In questo lavoro di tesi intendiamo discutere l’eventuale rilevanza del concetto di 
empatia per la consulenza filosofica. A tal fine appare opportuno individuare una 
definizione di tale concetto che dia conto di ogni caratteristica del fenomeno cui 
esso si riferisce: in vista di questo obiettivo tracceremo una genealogia del concetto, 
ripercorrendo le diverse fasi della riflessione portata avanti su di esso tanto in 
ambito filosofico quanto in quello psicologico. In un secondo momento 
esamineremo il ruolo operativo che il concetto di empatia ricopre nella psicoterapia 
e quello non operativo che crediamo esso rivesta talvolta nella consulenza 
filosofica. 
Nel primo capitolo prenderemo in esame le posizioni di filosofi che hanno 
riflettuto sul concetto di empatia. I primi teorici di essa si consideravano eredi delle 
teorie romantiche di immedesimazione con la natura: l’analisi del senso del 
rapporto dell’uomo con la natura formulato da Novalis mostrerà però quanto 
questa pretesa ascendenza risulti problematica. In seguito analizzeremo la teoria 
propugnata da Theodor Lipps all’inizio del Novecento in merito all’empatia: 
considerando l’estetica una disciplina psicologica, egli ritiene che attraverso 
l’empatia il soggetto proietti sull’oggetto contemplato un senso estetico da lui 
stesso ricavato per via imitativa. La caratterizzazione lippsiana del fenomeno 
empatico coinvolge anche la sfera intersoggettiva: l’espressione altrui che il 
soggetto percepisce attiva una disposizione interiore che viene poi proiettata 
sull’altro, come se questa gli appartenesse. La posizione di Lipps e la sua 
caratterizzazione del fenomeno empatico sono fortemente avversate da due 
pensatori vicini alla fenomenologia: Max Scheler ed Edith Stein. Scheler considera 
l’empatia proiettiva di Lipps un’illusione solipsistica causata da un’eccessiva 
valorizzazione dell’attività concettuale del soggetto; di contro riconosce un ruolo 
fondamentale al concetto di simpatia, ritenendo che quest’ultima sia la relazione 
emotiva fondamentale grazie alla quale l’essere umano può partecipare alle 
emozioni altrui, senza che la propria individualità venga peraltro mai meno.
5 
Approfondendo la posizione di Edmund Husserl riguardo all’empatia, Stein critica 
sia Lipps che Scheler ed elabora una fenomenologia dell’empatia che ne riconosce 
la duplice natura di fenomeno affettivo e cognitivo. 

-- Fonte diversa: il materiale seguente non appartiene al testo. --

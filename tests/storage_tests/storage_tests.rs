//! Tests for the storage backends
//!
//! These tests verify:
//! - Missing files load as empty collections
//! - Save/load round trips for JSON and snapshot files
//! - Loading the older Spanish-keyed data file
//! - Snapshot corruption detection (magic, version, length, CRC)
//! - Backend selection from Config

use std::fs;
use std::path::PathBuf;

use multiverse::config::{Config, StorageFormat};
use multiverse::storage::{open_storage, JsonFileStorage, SnapshotStorage, Storage};
use multiverse::{Character, MultiverseError};
use tempfile::TempDir;

// =============================================================================
// Helper Functions
// =============================================================================

fn setup_temp_dir() -> (TempDir, PathBuf) {
    let temp_dir = TempDir::new().unwrap();
    let path = temp_dir.path().to_path_buf();
    (temp_dir, path)
}

fn sample_characters() -> Vec<Character> {
    vec![
        Character {
            id: "1001".to_string(),
            name: "Ana".to_string(),
            universe: "Dimensión Fantasma".to_string(),
            species: "Entidad dimensional".to_string(),
            origin_planet: "Saturno Prime".to_string(),
            power_level: 64,
            abilities: vec!["Magia arcana".to_string(), "Vuelo".to_string()],
            allies: vec!["Leo".to_string(), "Leo".to_string()],
            enemies: vec!["Ortega".to_string()],
            epic_phrase: "¡Mi poder no conoce límites!".to_string(),
            avatar_url: "https://avatars.githubusercontent.com/u/1".to_string(),
        },
        Character {
            id: "1001".to_string(),
            name: "Duplicate".to_string(),
            power_level: -3,
            ..Default::default()
        },
    ]
}

// =============================================================================
// JSON Backend Tests
// =============================================================================

#[test]
fn test_json_missing_file_is_empty() {
    let (_temp, dir) = setup_temp_dir();
    let storage = JsonFileStorage::new(dir.join("db.json"));

    assert!(storage.load().unwrap().is_empty());
}

#[test]
fn test_json_save_and_load() {
    let (_temp, dir) = setup_temp_dir();
    let storage = JsonFileStorage::new(dir.join("db.json"));
    let characters = sample_characters();

    storage.save(&characters).unwrap();

    assert_eq!(storage.load().unwrap(), characters);
}

#[test]
fn test_json_document_layout() {
    let (_temp, dir) = setup_temp_dir();
    let path = dir.join("db.json");
    let storage = JsonFileStorage::new(&path);

    storage.save(&sample_characters()).unwrap();

    let doc: serde_json::Value = serde_json::from_str(&fs::read_to_string(&path).unwrap()).unwrap();
    assert_eq!(doc["characters"].as_array().unwrap().len(), 2);
    assert_eq!(doc["characters"][0]["originPlanet"], "Saturno Prime");
    assert_eq!(doc["characters"][0]["powerLevel"], 64);
}

#[test]
fn test_json_save_overwrites_entire_collection() {
    let (_temp, dir) = setup_temp_dir();
    let storage = JsonFileStorage::new(dir.join("db.json"));

    storage.save(&sample_characters()).unwrap();
    storage.save(&[]).unwrap();

    assert!(storage.load().unwrap().is_empty());
}

#[test]
fn test_json_loads_legacy_layout() {
    let (_temp, dir) = setup_temp_dir();
    let path = dir.join("db.json");
    fs::write(
        &path,
        r#"{
          "personajes": [
            {
              "id": "4821",
              "nombre": "Lucía",
              "universo": "Neo-Zion",
              "especie": "Cyborg",
              "planetaOrigen": "Zebes",
              "nivelPoder": 73,
              "habilidades": ["Tecnopatía", "Vuelo"],
              "aliados": ["Eva", "Hugo"],
              "enemigos": ["Salazar"],
              "fraseEpica": "Solo yo puedo cambiar el destino.",
              "imagen": "https://avatars.githubusercontent.com/u/9"
            }
          ]
        }"#,
    )
    .unwrap();

    let loaded = JsonFileStorage::new(&path).load().unwrap();

    assert_eq!(loaded.len(), 1);
    let c = &loaded[0];
    assert_eq!(c.id, "4821");
    assert_eq!(c.name, "Lucía");
    assert_eq!(c.origin_planet, "Zebes");
    assert_eq!(c.power_level, 73);
    assert_eq!(c.abilities, vec!["Tecnopatía", "Vuelo"]);
    assert_eq!(c.avatar_url, "https://avatars.githubusercontent.com/u/9");
}

#[test]
fn test_json_empty_file_is_empty() {
    let (_temp, dir) = setup_temp_dir();
    let path = dir.join("db.json");
    fs::write(&path, "  \n").unwrap();

    assert!(JsonFileStorage::new(&path).load().unwrap().is_empty());
}

#[test]
fn test_json_malformed_file_errors() {
    let (_temp, dir) = setup_temp_dir();
    let path = dir.join("db.json");
    fs::write(&path, "{ not json").unwrap();

    let err = JsonFileStorage::new(&path).load().unwrap_err();

    assert!(matches!(err, MultiverseError::Serialization(_)));
}

// =============================================================================
// Snapshot Backend Tests
// =============================================================================

#[test]
fn test_snapshot_missing_file_is_empty() {
    let (_temp, dir) = setup_temp_dir();

    assert!(SnapshotStorage::new(dir.join("characters.snap"))
        .load()
        .unwrap()
        .is_empty());
}

#[test]
fn test_snapshot_save_and_load() {
    let (_temp, dir) = setup_temp_dir();
    let storage = SnapshotStorage::new(dir.join("characters.snap"));
    let characters = sample_characters();

    storage.save(&characters).unwrap();

    assert_eq!(storage.load().unwrap(), characters);
}

#[test]
fn test_snapshot_header() {
    let bytes = SnapshotStorage::encode(&sample_characters()).unwrap();

    assert_eq!(&bytes[0..4], b"MVRS");
    assert_eq!(u16::from_le_bytes([bytes[4], bytes[5]]), 1);
    let mut count = [0u8; 8];
    count.copy_from_slice(&bytes[6..14]);
    assert_eq!(u64::from_le_bytes(count), 2);
}

#[test]
fn test_snapshot_empty_collection() {
    let bytes = SnapshotStorage::encode(&[]).unwrap();

    assert!(SnapshotStorage::decode(&bytes).unwrap().is_empty());
}

#[test]
fn test_snapshot_detects_payload_corruption() {
    let mut bytes = SnapshotStorage::encode(&sample_characters()).unwrap();
    let mid = 18 + (bytes.len() - 22) / 2;
    bytes[mid] ^= 0xFF;

    let err = SnapshotStorage::decode(&bytes).unwrap_err();

    assert!(matches!(err, MultiverseError::SnapshotCorruption(ref msg) if msg.contains("CRC")));
}

#[test]
fn test_snapshot_detects_bad_magic() {
    let mut bytes = SnapshotStorage::encode(&sample_characters()).unwrap();
    bytes[0] = b'X';

    assert!(matches!(
        SnapshotStorage::decode(&bytes).unwrap_err(),
        MultiverseError::SnapshotCorruption(_)
    ));
}

#[test]
fn test_snapshot_detects_unknown_version() {
    let mut bytes = SnapshotStorage::encode(&sample_characters()).unwrap();
    bytes[4] = 9;

    let err = SnapshotStorage::decode(&bytes).unwrap_err();

    assert!(err.to_string().contains("version"));
}

#[test]
fn test_snapshot_detects_truncation() {
    let bytes = SnapshotStorage::encode(&sample_characters()).unwrap();

    assert!(SnapshotStorage::decode(&bytes[..bytes.len() - 1]).is_err());
    assert!(SnapshotStorage::decode(&bytes[..10]).is_err());
}

#[test]
fn test_snapshot_file_corruption_on_load() {
    let (_temp, dir) = setup_temp_dir();
    let path = dir.join("characters.snap");
    let storage = SnapshotStorage::new(&path);
    storage.save(&sample_characters()).unwrap();

    let mut bytes = fs::read(&path).unwrap();
    let last = bytes.len() - 1;
    bytes[last] ^= 0x01;
    fs::write(&path, bytes).unwrap();

    assert!(matches!(
        storage.load().unwrap_err(),
        MultiverseError::SnapshotCorruption(_)
    ));
}

// =============================================================================
// Backend Selection Tests
// =============================================================================

#[test]
fn test_open_storage_creates_data_dir() {
    let (_temp, dir) = setup_temp_dir();
    let data_dir = dir.join("nested").join("data");
    let config = Config::builder().data_dir(&data_dir).build();

    let storage = open_storage(&config).unwrap();

    assert!(data_dir.is_dir());
    assert!(storage.describe().starts_with("json:"));
}

#[test]
fn test_open_storage_snapshot() {
    let (_temp, dir) = setup_temp_dir();
    let config = Config::builder()
        .data_dir(&dir)
        .storage_format(StorageFormat::Snapshot)
        .build();

    let storage = open_storage(&config).unwrap();
    storage.save(&sample_characters()).unwrap();

    assert!(dir.join("characters.snap").exists());
    assert!(!dir.join("db.json").exists());
}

Nel secondo capitolo abbandoneremo momentaneamente il territorio 
concettuale della filosofia per rivolgerci a quello della psicologia: la riflessione 
sull’empatia in ambito psicologico, una volta che tale concetto è stato esportato in 
esso da Lipps, è stata infatti portata avanti fino ai giorni nostri. Ripercorreremo 
allora le fasi della trattazione psicologico-scientifica del concetto di empatia, nel 
tentativo di continuarne la ricostruzione genealogica; al termine di questa disamina 
emergerà che gli psicologi, dopo aver inizialmente ripreso la teoria imitativa di 
Lipps, hanno da ultimo finito per avvalorare le posizioni di Scheler e di Stein: 
l’empatia si configura così come un’esperienza di condivisione affettiva che implica 
però fondamentali componenti cognitive. Si vedrà anche come la recente scoperta 
dei neuroni specchio sembri offrire una conferma sperimentale alla teoria 
scheleriana della comprensione innata delle espressioni altrui. Una volta ricavata 
una definizione precisa del concetto di empatia, dopo aver accennato alla posizione 
di Sigmund Freud in merito a esso, ne mostreremo il ruolo operativo nella 
psicoterapia di Carl R. Rogers, il quale giunge a considerare l’empatia una conditio 
sine qua non dell’intervento terapeutico. 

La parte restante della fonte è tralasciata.